* **MATERIAL TO PROCESS**:
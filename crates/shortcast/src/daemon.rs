//! Daemon command: status server, startup verification, then the schedule loop.
//!
//! The status server comes up first so keep-alive probes succeed while the
//! startup verification is still running.

use std::sync::Arc;

use miette::Result;
use tokio::sync::watch;
use tracing::{error, info};

use crate::settings::Settings;

pub async fn run(settings: &Settings, port: u16) -> Result<()> {
    let scheduler = settings
        .build_scheduler()
        .await
        .map_err(|e| miette::miette!("{}", e))?;

    // Bind before anything runs so a taken port is a startup failure
    let listener = shortcast_web::bind(port)
        .await
        .map_err(|e| miette::miette!("failed to bind status server on port {}: {}", port, e))?;

    info!(
        schedule = %scheduler.config().describe(),
        steps = scheduler.executor().pipeline().len(),
        state = %settings.state_path().display(),
        "starting shortcast daemon"
    );

    // Create shutdown channel
    let (shutdown_tx, shutdown_rx) = watch::channel(false);

    // Handle shutdown signals
    let shutdown_tx_clone = shutdown_tx.clone();
    tokio::spawn(async move {
        tokio::signal::ctrl_c().await.ok();
        info!("received shutdown signal");
        let _ = shutdown_tx_clone.send(true);
    });

    // Start the status server
    let web_handle = {
        let scheduler = Arc::clone(&scheduler);
        let shutdown_rx = shutdown_rx.clone();
        let shutdown_tx = shutdown_tx.clone();
        tokio::spawn(async move {
            let result = shortcast_web::serve_on(listener, scheduler, shutdown_rx).await;
            if let Err(ref e) = result {
                error!(error = %e, port, "status server failed");
                let _ = shutdown_tx.send(true);
            }
            result
        })
    };

    if !*shutdown_rx.borrow() {
        scheduler.boot().await;
    }

    let loop_handle = tokio::spawn(Arc::clone(&scheduler).run(shutdown_rx));
    let loop_result = loop_handle.await;
    if let Err(ref e) = loop_result {
        error!(error = %e, "scheduler loop panicked");
        let _ = shutdown_tx.send(true);
    }

    scheduler.wait_idle().await;
    match web_handle.await {
        Ok(Ok(())) => {}
        Ok(Err(e)) => return Err(miette::miette!("status server failed: {}", e)),
        Err(e) => return Err(miette::miette!("status server task panicked: {}", e)),
    }
    loop_result.map_err(|e| miette::miette!("scheduler loop panicked: {}", e))?;

    info!("daemon stopped");
    Ok(())
}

* **TASK OBJECTIVE**:
Reproduce the data above in full, keeping it exactly the same.

* **ANSWER TO THE EXERCISE**:
filename crates/shortcast/src/daemon.rs
//! Daemon command: status server, startup verification, then the schedule loop.
//!
//! The status server comes up first so keep-alive probes succeed while the
//! startup verification is still running.

use std::sync::Arc;

use miette::Result;
use tokio::sync::watch;
use tracing::{error, info};

use crate::settings::Settings;

pub async fn run(settings: &Settings, port: u16) -> Result<()> {
    let scheduler = settings
        .build_scheduler()
        .await
        .map_err(|e| miette::miette!("{}", e))?;

    // Bind before anything runs so a taken port is a startup failure
    let listener = shortcast_web::bind(port)
        .await
        .map_err(|e| miette::miette!("failed to bind status server on port {}: {}", port, e))?;

    info!(
        schedule = %scheduler.config().describe(),
        steps = scheduler.executor().pipeline().len(),
        state = %settings.state_path().display(),
        "starting shortcast daemon"
    );

    // Create shutdown channel
    let (shutdown_tx, shutdown_rx) = watch::channel(false);

    // Handle shutdown signals
    let shutdown_tx_clone = shutdown_tx.clone();
    tokio::spawn(async move {
        tokio::signal::ctrl_c().await.ok();
        info!("received shutdown signal");
        let _ = shutdown_tx_clone.send(true);
    });

    // Start the status server
    let web_handle = {
        let scheduler = Arc::clone(&scheduler);
        let shutdown_rx = shutdown_rx.clone();
        let shutdown_tx = shutdown_tx.clone();
        tokio::spawn(async move {
            let result = shortcast_web::serve_on(listener, scheduler, shutdown_rx).await;
            if let Err(ref e) = result {
                error!(error = %e, port, "status server failed");
                let _ = shutdown_tx.send(true);
            }
            result
        })
    };

    if !*shutdown_rx.borrow() {
        scheduler.boot().await;
    }

    let loop_handle = tokio::spawn(Arc::clone(&scheduler).run(shutdown_rx));
    let loop_result = loop_handle.await;
    if let Err(ref e) = loop_result {
        error!(error = %e, "scheduler loop panicked");
        let _ = shutdown_tx.send(true);
    }

    scheduler.wait_idle().await;
    match web_handle.await {
        Ok(Ok(())) => {}
        Ok(Err(e)) => return Err(miette::miette!("status server failed: {}", e)),
        Err(e) => return Err(miette::miette!("status server task panicked: {}", e)),
    }
    loop_result.map_err(|e| miette::miette!("scheduler loop panicked: {}", e))?;

    info!("daemon stopped");
    Ok(())
}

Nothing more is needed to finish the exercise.